### Task directions
Lines with the word "Result" are the answer; copy each of them from the data below.

### Provided records
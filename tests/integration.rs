//! Integration tests exercising the public API end to end.
//!
//! These tests verify the pair flows a caller goes through: building
//! tokens, wrapping reserves, locating the pool, reading prices and
//! quoting swaps against a chain registry.

#![allow(clippy::panic)]

use num_bigint::BigUint;
use pairswap_sdk::config::{ChainConfig, ChainRegistry};
use pairswap_sdk::domain::{ChainId, Price, Rounding, Token, TokenAmount};
use pairswap_sdk::error::SdkError;
use pairswap_sdk::pools::Pair;

// ---------------------------------------------------------------------------
// Shared helpers
// ---------------------------------------------------------------------------

const DCA: &str = "0x5b1869D9A4C187F2EAa108f3062412ecf0526b24";
const DCB: &str = "0xCfEB869F69431e42cdB54A4F4f105C19C080A601";

fn token(chain_id: ChainId, address: &str, symbol: &str) -> Token {
    let Ok(t) = Token::parse(chain_id, address, 18) else {
        panic!("valid token");
    };
    t.with_symbol(symbol).with_name(format!("{symbol} Token"))
}

fn dca() -> Token {
    token(ChainId::MOONBEAM_TEST, DCA, "DCA")
}

fn dcb() -> Token {
    token(ChainId::MOONBEAM_TEST, DCB, "DCB")
}

fn stranger() -> Token {
    token(
        ChainId::MOONBEAM_TEST,
        "0xd909178cc99d318e4d46e7e66a972955859670e1",
        "WGLMR",
    )
}

fn amount(token: Token, raw: &str) -> TokenAmount {
    let Ok(a) = TokenAmount::from_raw_str(token, raw) else {
        panic!("valid amount");
    };
    a
}

fn pair(a: TokenAmount, b: TokenAmount) -> Pair {
    let Ok(p) = Pair::new(a, b) else {
        panic!("valid pair");
    };
    p
}

fn price(base: Token, quote: Token, b: u32, q: u32) -> Price<Token> {
    let Ok(p) = Price::new(base, quote, b, q) else {
        panic!("valid price");
    };
    p
}

// ---------------------------------------------------------------------------
// Construction
// ---------------------------------------------------------------------------

#[test]
fn pair_rejects_tokens_on_different_chains() {
    let mainnet = token(ChainId::MAINNET, DCB, "DCB");
    assert_eq!(
        Pair::new(amount(dca(), "100"), amount(mainnet, "100")),
        Err(SdkError::ChainMismatch {
            left: 1287,
            right: 1
        })
    );
}

#[test]
fn token0_and_token1_follow_address_order() {
    for p in [
        pair(amount(dca(), "100"), amount(dcb(), "100")),
        pair(amount(dcb(), "100"), amount(dca(), "100")),
    ] {
        assert_eq!(p.token0(), &dca());
        assert_eq!(p.token1(), &dcb());
        assert_eq!(p.chain_id(), ChainId::MOONBEAM_TEST);
    }
}

#[test]
fn reserves_follow_their_tokens() {
    for p in [
        pair(amount(dcb(), "100"), amount(dca(), "101")),
        pair(amount(dca(), "101"), amount(dcb(), "100")),
    ] {
        assert_eq!(p.reserve0(), &amount(dca(), "101"));
        assert_eq!(p.reserve1(), &amount(dcb(), "100"));
        assert_eq!(p.reserve_of(&dcb()), Ok(&amount(dcb(), "100")));
        assert_eq!(p.reserve_of(&stranger()), Err(SdkError::UnrelatedToken));
    }
}

#[test]
fn involves_token() {
    let p = pair(amount(dcb(), "100"), amount(dca(), "100"));
    assert!(p.involves_token(&dca()));
    assert!(p.involves_token(&dcb()));
    assert!(!p.involves_token(&stranger()));
}

// ---------------------------------------------------------------------------
// Addresses
// ---------------------------------------------------------------------------

#[test]
fn moonbase_pair_address() {
    let registry = ChainRegistry::default();
    let Ok(address) = Pair::get_address(&dca(), &dcb(), &registry) else {
        panic!("expected Ok");
    };
    assert_eq!(
        address.to_checksum(None),
        "0xE790D24E1c486B0155c8D965970fDf22142d28a8"
    );
}

#[test]
fn lowercase_input_derives_same_address() {
    let registry = ChainRegistry::default();
    let lower = token(ChainId::MOONBEAM_TEST, &DCA.to_lowercase(), "DCA");
    assert_eq!(
        Pair::get_address(&lower, &dcb(), &registry),
        Pair::get_address(&dca(), &dcb(), &registry)
    );
}

#[test]
fn uniswap_mainnet_deployment_from_custom_registry() {
    let Ok(registry) = ChainRegistry::from_toml_str(
        r#"
[[chains]]
chain_id = 1
factory_address = "0x5C69bEe701ef814a2B6a3EDD4B1652CB9cc5aA6f"
init_code_hash = "0x96e8ac4277198ff8b6f785478aa9a39f403cb768dd02cbee326c3e7da348845f"
"#,
    ) else {
        panic!("valid registry");
    };
    let usdc = token(
        ChainId::MAINNET,
        "0xA0b86991c6218b36c1d19D4a2e9Eb0cE3606eB48",
        "USDC",
    );
    let weth = token(
        ChainId::MAINNET,
        "0xC02aaA39b223FE8D0A0e5C4F27eAD9083C756Cc2",
        "WETH",
    );
    let Ok(address) = Pair::get_address(&weth, &usdc, &registry) else {
        panic!("expected Ok");
    };
    assert_eq!(
        address.to_checksum(None),
        "0xB4e16d0168e52d35CaCD2c6185b44281Ec28C9Dc"
    );
}

#[test]
fn registry_override_moves_the_pool() {
    let registry = ChainRegistry::default();
    let Ok(base) = registry.get(ChainId::MOONBEAM_TEST) else {
        panic!("built-in chain");
    };
    let moved = ChainConfig::new(
        ChainId::MOONBEAM_TEST,
        base.factory_address(),
        alloy_primitives::B256::repeat_byte(1),
    );
    let Ok(custom) = registry.with_chain(moved) else {
        panic!("valid config");
    };
    assert_ne!(
        Pair::get_address(&dca(), &dcb(), &registry),
        Pair::get_address(&dca(), &dcb(), &custom)
    );
}

// ---------------------------------------------------------------------------
// Prices
// ---------------------------------------------------------------------------

#[test]
fn token0_price() {
    for p in [
        pair(amount(dcb(), "101"), amount(dca(), "100")),
        pair(amount(dca(), "100"), amount(dcb(), "101")),
    ] {
        assert_eq!(p.token0_price(), Ok(price(dca(), dcb(), 100, 101)));
    }
}

#[test]
fn token1_price() {
    for p in [
        pair(amount(dcb(), "101"), amount(dca(), "100")),
        pair(amount(dca(), "100"), amount(dcb(), "101")),
    ] {
        assert_eq!(p.token1_price(), Ok(price(dcb(), dca(), 101, 100)));
    }
}

#[test]
fn price_of() {
    let p = pair(amount(dcb(), "101"), amount(dca(), "100"));
    assert_eq!(p.price_of(&dca()), p.token0_price());
    assert_eq!(p.price_of(&dcb()), p.token1_price());
    assert_eq!(p.price_of(&stranger()), Err(SdkError::UnrelatedToken));
}

#[test]
fn price_renders_with_rounding() {
    let p = pair(amount(dcb(), "101"), amount(dca(), "100"));
    let Ok(token1_price) = p.token1_price() else {
        panic!("expected Ok");
    };
    // 100 / 101 = 0.990099...
    assert_eq!(
        token1_price.to_significant(3, Rounding::Down).as_deref(),
        Ok("0.99")
    );
    assert_eq!(
        token1_price.to_fixed(4, Rounding::HalfUp).as_deref(),
        Ok("0.9901")
    );
    assert_eq!(token1_price.to_fixed(1, Rounding::Up).as_deref(), Ok("1.0"));
}

// ---------------------------------------------------------------------------
// Trading lifecycle
// ---------------------------------------------------------------------------

#[test]
fn quote_swap_chain_and_reverse() {
    let start = pair(
        amount(dca(), "1000000000000000000000"),
        amount(dcb(), "2000000000000000000000"),
    );
    let Ok(input) = TokenAmount::parse_units(dca(), "10") else {
        panic!("valid amount");
    };

    let Ok((output, after)) = start.get_output_amount(&input) else {
        panic!("expected Ok");
    };
    assert_eq!(output.currency().symbol(), Some("DCB"));
    assert!(output.raw() < &BigUint::from(20_000_000_000_000_000_000u128));

    let k_before = start.reserve0().raw() * start.reserve1().raw();
    let k_after = after.reserve0().raw() * after.reserve1().raw();
    assert!(k_after >= k_before);

    // Asking for the same output from the start state never costs less
    // than what was paid.
    let Ok((required, _)) = start.get_input_amount(&output) else {
        panic!("expected Ok");
    };
    assert!(required.raw() <= input.raw());
    assert_eq!(required.token(), &dca());

    // Spot price moved against the buyer.
    let (Ok(before), Ok(later)) = (start.token0_price(), after.token0_price()) else {
        panic!("expected prices");
    };
    assert!(later.raw() < before.raw());
}

#[test]
fn draining_a_reserve_is_rejected() {
    let p = pair(amount(dca(), "1000"), amount(dcb(), "1000"));
    assert_eq!(
        p.get_input_amount(&amount(dcb(), "1000")).map(|(a, _)| a),
        Err(SdkError::InsufficientLiquidity)
    );
}

#[test]
fn liquidity_round_trip() {
    let registry = ChainRegistry::default();
    let p = pair(amount(dca(), "0"), amount(dcb(), "0"));
    let Ok(lp_token) = p.liquidity_token(&registry) else {
        panic!("expected Ok");
    };
    let Ok(minted) = p.get_liquidity_minted(
        &amount(lp_token.clone(), "0"),
        &amount(dca(), "4000000"),
        &amount(dcb(), "1000000"),
        &registry,
    ) else {
        panic!("expected Ok");
    };
    // sqrt(4e12) - 1000
    assert_eq!(minted, amount(lp_token.clone(), "1999000"));

    let funded = pair(amount(dca(), "4000000"), amount(dcb(), "1000000"));
    let Ok(supply) = minted.checked_add(&amount(lp_token, "1000")) else {
        panic!("expected Ok");
    };
    let Ok(value) = funded.get_liquidity_value(&dcb(), &supply, &minted, None, &registry) else {
        panic!("expected Ok");
    };
    // 1_999_000 * 1_000_000 / 2_000_000
    assert_eq!(value, amount(dcb(), "999500"));
}
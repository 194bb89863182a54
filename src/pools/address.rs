//! Deterministic pool address derivation.

use alloy_primitives::{keccak256, Address, B256};
use tracing::debug;

use crate::domain::Token;
use crate::error::Result;

/// Computes the CREATE2 address of the pool for `token_a` and `token_b`.
///
/// The tokens are sorted first, so argument order does not matter. The
/// salt is `keccak256(token0 ‖ token1)` over the two packed 20-byte
/// addresses, and the address is the last 20 bytes of
/// `keccak256(0xff ‖ factory ‖ salt ‖ init_code_hash)`.
///
/// # Errors
///
/// - [`SdkError::ChainMismatch`](crate::error::SdkError::ChainMismatch) if
///   the tokens are on different chains.
/// - [`SdkError::IdenticalAddresses`](crate::error::SdkError::IdenticalAddresses)
///   if they share an address.
pub fn compute_pair_address(
    factory: Address,
    init_code_hash: B256,
    token_a: &Token,
    token_b: &Token,
) -> Result<Address> {
    let (token0, token1) = if token_a.sorts_before(token_b)? {
        (token_a, token_b)
    } else {
        (token_b, token_a)
    };

    let mut packed = [0u8; 40];
    packed[..20].copy_from_slice(token0.address().as_slice());
    packed[20..].copy_from_slice(token1.address().as_slice());
    let salt = keccak256(packed);

    let pair = factory.create2(salt.0, init_code_hash.0);
    debug!(
        chain_id = %token0.chain_id(),
        token0 = %token0.address(),
        token1 = %token1.address(),
        %pair,
        "derived pair address"
    );
    Ok(pair)
}
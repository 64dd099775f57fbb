//! Host audio devices via the cpal backend.
//!
//! # Design constraints
//!
//! cpal callbacks run on an OS audio thread at elevated priority. They
//! **must not** allocate, block on a mutex, or perform I/O. Capture writes
//! into an SPSC ring producer; playback reads from one (see [`output`]).
//! Stream errors leave the callback thread through a bounded
//! `crossbeam-channel` with `try_send`, so a slow reader never stalls audio.
//!
//! # Threading note
//!
//! `cpal::Stream` is `!Send` on most platforms (COM on Windows, CoreAudio on
//! macOS). Streams are therefore created and dropped on one dedicated thread;
//! only `Send` handles (ring halves, atomics) cross into async code.

pub mod device;
pub mod file;
pub mod output;
pub mod resample;

#[cfg(feature = "audio-cpal")]
use cpal::{
    traits::{DeviceTrait, StreamTrait},
    SampleRate, SizedSample, Stream, StreamConfig,
};

use crate::{
    buffering::{AudioProducer, Producer},
    error::{Result, VoiceError},
};
use std::sync::{
    atomic::{AtomicBool, Ordering},
    Arc,
};
use tracing::{info, warn};

/// Capacity of the device-fault channel. Faults beyond this are dropped.
pub const FAULT_CHANNEL_CAP: usize = 16;

/// Which side of the host audio a fault came from.
#[derive(Debug, Clone, Copy, PartialEq, Eq)]
pub enum StreamDirection {
    Input,
    Output,
}

/// A stream error reported by a cpal callback.
#[derive(Debug, Clone, PartialEq, Eq)]
pub struct DeviceFault {
    pub direction: StreamDirection,
    pub message: String,
    /// The device went away; the stream will not recover.
    pub fatal: bool,
}

pub type FaultSender = crossbeam_channel::Sender<DeviceFault>;
pub type FaultReceiver = crossbeam_channel::Receiver<DeviceFault>;

pub fn fault_channel() -> (FaultSender, FaultReceiver) {
    crossbeam_channel::bounded(FAULT_CHANNEL_CAP)
}

#[cfg(feature = "audio-cpal")]
pub(crate) fn report_stream_error(
    faults: &Option<FaultSender>,
    direction: StreamDirection,
    err: cpal::StreamError,
) {
    tracing::error!(?direction, "audio stream error: {err}");
    if let Some(tx) = faults {
        let fatal = matches!(err, cpal::StreamError::DeviceNotAvailable);
        let _ = tx.try_send(DeviceFault {
            direction,
            message: err.to_string(),
            fatal,
        });
    }
}

/// Handle to an active microphone stream.
///
/// **Not `Send`**: `cpal::Stream` is bound to its creation thread on Windows/macOS.
/// Create and drop this type on the same OS thread.
pub struct AudioCapture {
    /// Kept alive so the stream is not dropped prematurely.
    #[cfg(feature = "audio-cpal")]
    _stream: Stream,
    /// Shared flag; set to `false` to signal the callback to no-op.
    running: Arc<AtomicBool>,
    /// Actual capture sample rate reported by the device (Hz).
    pub sample_rate: u32,
}

impl AudioCapture {
    /// Open an input device by preferred name, otherwise fall back to the
    /// default input device and then the first available one.
    ///
    /// Pushes mono f32 samples at the device rate into `producer`.
    ///
    /// # Errors
    /// `VoiceError::NoDefaultInputDevice` when no microphone is available,
    /// `VoiceError::AudioDevice` / `AudioStream` when cpal refuses the device
    /// (including a denied permission prompt).
    #[cfg(feature = "audio-cpal")]
    pub fn open_with_preference(
        producer: AudioProducer,
        running: Arc<AtomicBool>,
        preferred_device_name: Option<&str>,
        faults: Option<FaultSender>,
    ) -> Result<Self> {
        use cpal::traits::HostTrait;

        let host = cpal::default_host();
        let preferred = match preferred_device_name {
            Some(name) => match host.input_devices() {
                Ok(mut devices) => {
                    let found = devices.find(|d| d.name().map(|n| n == name).unwrap_or(false));
                    if found.is_none() {
                        warn!("preferred input device '{}' not found, falling back", name);
                    }
                    found
                }
                Err(e) => {
                    warn!("failed to list input devices while resolving preference: {e}");
                    None
                }
            },
            None => None,
        };

        let device = match preferred.or_else(|| host.default_input_device()) {
            Some(device) => device,
            None => {
                let mut devices = host
                    .input_devices()
                    .map_err(|e| VoiceError::AudioDevice(e.to_string()))?;
                let fallback = devices.next().ok_or(VoiceError::NoDefaultInputDevice)?;
                warn!("no default input device, falling back to first available input");
                fallback
            }
        };

        info!(
            device = device.name().unwrap_or_default().as_str(),
            "opening input device"
        );

        let supported = device
            .default_input_config()
            .map_err(|e| VoiceError::AudioDevice(e.to_string()))?;

        let sample_rate = supported.sample_rate().0;
        let channels = supported.channels();
        info!(sample_rate, channels, "capture config selected");

        let config = StreamConfig {
            channels,
            sample_rate: SampleRate(sample_rate),
            buffer_size: cpal::BufferSize::Default,
        };

        let stream = match supported.sample_format() {
            cpal::SampleFormat::F32 => build_input::<f32>(
                &device, &config, producer, Arc::clone(&running), faults, |s| s,
            ),
            cpal::SampleFormat::I16 => build_input::<i16>(
                &device,
                &config,
                producer,
                Arc::clone(&running),
                faults,
                |s| s as f32 / 32768.0,
            ),
            cpal::SampleFormat::U8 => build_input::<u8>(
                &device,
                &config,
                producer,
                Arc::clone(&running),
                faults,
                |s| (s as f32 - 128.0) / 128.0,
            ),
            fmt => {
                return Err(VoiceError::AudioStream(format!(
                    "unsupported sample format: {fmt:?}"
                )))
            }
        }?;

        stream
            .play()
            .map_err(|e| VoiceError::AudioStream(e.to_string()))?;

        Ok(Self {
            _stream: stream,
            running,
            sample_rate,
        })
    }

    /// Open the system default microphone.
    ///
    /// Must be called from the thread that will also drop this value.
    #[cfg(feature = "audio-cpal")]
    pub fn open_default(producer: AudioProducer, running: Arc<AtomicBool>) -> Result<Self> {
        Self::open_with_preference(producer, running, None, None)
    }

    /// Stop: signal the callback to no-op on its next invocation.
    pub fn stop(&self) {
        self.running.store(false, Ordering::Release);
    }
}

/// Build a mono-downmixing input stream for sample type `T`.
#[cfg(feature = "audio-cpal")]
fn build_input<T: SizedSample + Send + 'static>(
    device: &cpal::Device,
    config: &StreamConfig,
    mut producer: AudioProducer,
    running: Arc<AtomicBool>,
    faults: Option<FaultSender>,
    to_f32: fn(T) -> f32,
) -> Result<Stream> {
    let ch = config.channels.max(1) as usize;
    // Sized once for the common callback size; resize only grows it.
    let mut mix_buf: Vec<f32> = Vec::with_capacity(4096);

    device
        .build_input_stream(
            config,
            move |data: &[T], _info| {
                if !running.load(Ordering::Relaxed) {
                    return;
                }
                let frames = data.len() / ch;
                mix_buf.resize(frames, 0.0);
                for (f, out) in mix_buf.iter_mut().enumerate() {
                    let base = f * ch;
                    let sum: f32 = data[base..base + ch].iter().map(|s| to_f32(*s)).sum();
                    *out = sum / ch as f32;
                }
                let written = producer.push_slice(&mix_buf);
                if written < mix_buf.len() {
                    warn!(
                        "capture ring full: dropped {} frames",
                        mix_buf.len() - written
                    );
                }
            },
            move |err| report_stream_error(&faults, StreamDirection::Input, err),
            None,
        )
        .map_err(|e| VoiceError::AudioStream(e.to_string()))
}

/// Stub when the `audio-cpal` feature is disabled.
#[cfg(not(feature = "audio-cpal"))]
impl AudioCapture {
    pub fn open_with_preference(
        _producer: AudioProducer,
        _running: Arc<AtomicBool>,
        _preferred_device_name: Option<&str>,
        _faults: Option<FaultSender>,
    ) -> Result<Self> {
        Err(VoiceError::AudioStream(
            "compiled without audio-cpal feature".into(),
        ))
    }

    pub fn open_default(producer: AudioProducer, running: Arc<AtomicBool>) -> Result<Self> {
        Self::open_with_preference(producer, running, None, None)
    }
}
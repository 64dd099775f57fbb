//! `VoiceAgent`: top-level lifecycle controller for voice sessions.
//!
//! ## Lifecycle
//!
//! ```text
//! VoiceAgent::new()
//!     └─► start()   → status = Connecting, output + microphone opened,
//!         │           transport connecting, event loop spawned
//!         │   └─► Opened        → Listening (capture starts forwarding)
//!         │   └─► Audio         → Speaking  (gapless playback)
//!         │   └─► Interrupted   → Listening (playback flushed)
//!         └─► stop()  → transport closed, mic released, playback flushed,
//!                       status = Idle
//! ```
//!
//! ## Threading
//!
//! `cpal::Stream` is `!Send` on Windows/macOS, so the microphone stream is
//! created *inside* the capture `spawn_blocking` closure and never leaves
//! it. The output stream lives on its own thread behind a `Send`
//! [`OutputHandle`]. Everything else runs on one async task: the session
//! event loop in [`run_session`].

pub mod engine;
pub mod state;

use std::path::PathBuf;
use std::sync::{
    atomic::{AtomicBool, Ordering},
    Arc,
};
use std::time::Duration;

use parking_lot::Mutex;
use serde::{Deserialize, Serialize};
use tokio::sync::{broadcast, oneshot};
use tokio::task::JoinHandle;
use tracing::{debug, error, info, warn};

use self::engine::{Control, SessionChannels, SessionCore};
use self::state::{SessionState, SessionStateMachine, Trigger};
use crate::audio::{
    fault_channel, file::WavCapture, output::OutputHandle, AudioCapture, FaultReceiver,
    FaultSender,
};
use crate::buffering::{create_audio_ring, AudioConsumer, CAPTURE_RING_CAPACITY};
use crate::capture::{CaptureContext, CaptureDiagnostics, CapturePipeline, CaptureSnapshot};
use crate::error::{Result, VoiceError};
use crate::ipc::events::{SessionStatusEvent, TranscriptEvent};
use crate::playback::{PlaybackDiagnostics, PlaybackScheduler, PlaybackSink, PlaybackSnapshot};
use crate::transport::{
    Connector, LiveSetup, OutboundQueue, OverflowPolicy, TransportHandle, TransportSender,
};

/// Configuration for `VoiceAgent`.
#[derive(Debug, Clone, Serialize, Deserialize)]
#[serde(rename_all = "camelCase", default)]
pub struct SessionConfig {
    /// Rate of outbound PCM (Hz). Default: 16000.
    pub input_sample_rate: u32,
    /// Rate of agent audio (Hz). Default: 24000.
    pub output_sample_rate: u32,
    /// Channels in agent audio. Default: 1.
    pub output_channels: u16,
    /// Samples per outbound frame. Default: 2048.
    pub block_size: usize,
    /// Outbound frames buffered before the overflow policy applies.
    /// Default: 64 (about 8 s of speech).
    pub outbound_capacity: usize,
    pub overflow_policy: OverflowPolicy,
    /// How often finished playback units are retired (ms). Default: 20.
    pub tick_ms: u64,
    pub input_device: Option<String>,
    pub output_device: Option<String>,
    pub live: LiveSetup,
}
impl<S: PlaybackSink> SessionCore<S> {
    /// Take ownership of a machine that has already left `Idle`.
    pub fn new(
        machine: SessionStateMachine,
        scheduler: PlaybackScheduler,
        sink: S,
        channels: SessionChannels,
        forwarding: Arc<AtomicBool>,
        diagnostics: Arc<PlaybackDiagnostics>,
    ) -> Self {
        Self {
            machine,
            scheduler,
            sink,
            transcripts: Transcripts::default(),
            channels,
            forwarding,
            diagnostics,
        }
    }

    pub fn state(&self) -> SessionState {
        self.machine.state()
    }

    pub fn scheduler(&self) -> &PlaybackScheduler {
        &self.scheduler
    }

    /// Handle one inbound transport event.
    ///
    /// Never fails: malformed audio is skipped and logged, and terminal
    /// events are turned into a shutdown request for the loop.
    pub fn handle_event(&mut self, event: TransportEvent) -> Control {
        match event {
            TransportEvent::Opened => {
                if let Some(t) = self.machine.apply(Trigger::TransportOpened) {
                    self.forwarding.store(true, Ordering::Release);
                    self.channels.publish_transition(&t, None);
                } else {
                    debug!(state = %self.state(), "duplicate open ignored");
                }
            }
            TransportEvent::Audio(chunk) => self.schedule_audio(&chunk),
            TransportEvent::Interrupted => self.interrupt(),
            TransportEvent::InputTranscript(delta) => self.append_transcript(Speaker::User, &delta),
            TransportEvent::OutputTranscript(delta) => {
                self.append_transcript(Speaker::Agent, &delta)
            }
            TransportEvent::TurnComplete => self.complete_turn(),
            TransportEvent::Closed(reason) => {
                return Control::Shutdown {
                    trigger: Trigger::TransportClosed,
                    detail: reason,
                }
            }
            TransportEvent::Error(message) => {
                return Control::Shutdown {
                    trigger: Trigger::Failed,
                    detail: Some(message),
                }
            }
        }
        Control::Continue
    }

    fn schedule_audio(&mut self, chunk: &crate::codec::EncodedChunk) {
        if !self.state().is_live() {
            self.diagnostics
                .chunks_ignored
                .fetch_add(1, Ordering::Relaxed);
            warn!(state = %self.state(), "audio chunk outside a live session dropped");
            return;
        }

        let now = self.sink.current_time();
        match self.scheduler.schedule(chunk, now) {
            Ok(unit) => {
                self.sink.play(&unit);
                self.diagnostics
                    .units_scheduled
                    .fetch_add(1, Ordering::Relaxed);
                if let Some(t) = self.machine.apply(Trigger::AudioReceived) {
                    self.channels.publish_transition(&t, None);
                }
            }
            Err(e) => {
                self.diagnostics.decode_errors.fetch_add(1, Ordering::Relaxed);
                warn!(error = %e, bytes = chunk.len(), "skipping malformed audio chunk");
            }
        }
    }

    /// Barge-in: silence everything, clear the set, zero the clock, listen.
    pub fn interrupt(&mut self) {
        if !self.state().is_live() {
            debug!(state = %self.state(), "interruption outside a live session ignored");
            return;
        }
        self.sink.stop_all();
        let cut = self.scheduler.flush();
        self.diagnostics
            .units_flushed
            .fetch_add(cut, Ordering::Relaxed);
        self.diagnostics
            .interruptions
            .fetch_add(1, Ordering::Relaxed);
        info!(cut, "playback interrupted");
        if let Some(t) = self.machine.apply(Trigger::Interrupted) {
            self.channels.publish_transition(&t, None);
        }
    }

    /// Retire units that finished playing; drain back to listening when
    /// the last one completes. Returns how many units completed.
    pub fn tick(&mut self) -> usize {
        let completed = self.scheduler.reap(self.sink.current_time());
        if completed == 0 {
            return 0;
        }
        self.diagnostics
            .units_completed
            .fetch_add(completed, Ordering::Relaxed);
        if self.scheduler.is_idle() {
            if let Some(t) = self.machine.apply(Trigger::PlaybackDrained) {
                self.channels.publish_transition(&t, None);
            }
        }
        completed
    }

    fn append_transcript(&mut self, speaker: Speaker, delta: &str) {
        let turn = self.transcripts.turn;
        let buffer = self.transcripts.buffer(speaker);
        buffer.push_str(delta);
        self.channels
            .publish_transcript(turn, speaker, buffer, SegmentKind::Partial);
    }

    fn complete_turn(&mut self) {
        let turn = self.transcripts.turn;
        for speaker in [Speaker::User, Speaker::Agent] {
            let text = std::mem::take(self.transcripts.buffer(speaker));
            if !text.is_empty() {
                self.channels
                    .publish_transcript(turn, speaker, &text, SegmentKind::Final);
            }
        }
        self.transcripts.turn += 1;
        debug!(turn, "turn complete");
    }

    /// Local half of session teardown: stop playback, release the output
    /// device, return to idle, drop transcripts.
    ///
    /// Each step runs regardless of the others. `running` is cleared
    /// together with the idle transition.
    pub fn teardown(&mut self, trigger: Trigger, detail: Option<String>, running: &AtomicBool) {
        self.forwarding.store(false, Ordering::Release);

        self.sink.stop_all();
        let cut = self.scheduler.flush();
        self.diagnostics
            .units_flushed
            .fetch_add(cut, Ordering::Relaxed);
        debug!(cut, "playback flushed for teardown");

        self.sink.release();
        debug!("output released");

        self.transcripts = Transcripts::default();

        match self.machine.apply(trigger) {
            Some(t) => self.channels.publish_idle(&t, detail, running),
            None => {
                debug!(state = %self.state(), ?trigger, "teardown trigger did not apply");
                running.store(false, Ordering::SeqCst);
            }
        }
        info!("session torn down");
    }
}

### Solution for this task
use crate::error::Result;
) -> Result<Address> {
    error::{Result, VoiceError},
    ) -> Result<Self> {
    pub fn open_default(producer: AudioProducer, running: Arc<AtomicBool>) -> Result<Self> {
) -> Result<Stream> {
    ) -> Result<Self> {
    pub fn open_default(producer: AudioProducer, running: Arc<AtomicBool>) -> Result<Self> {
use crate::error::{Result, VoiceError};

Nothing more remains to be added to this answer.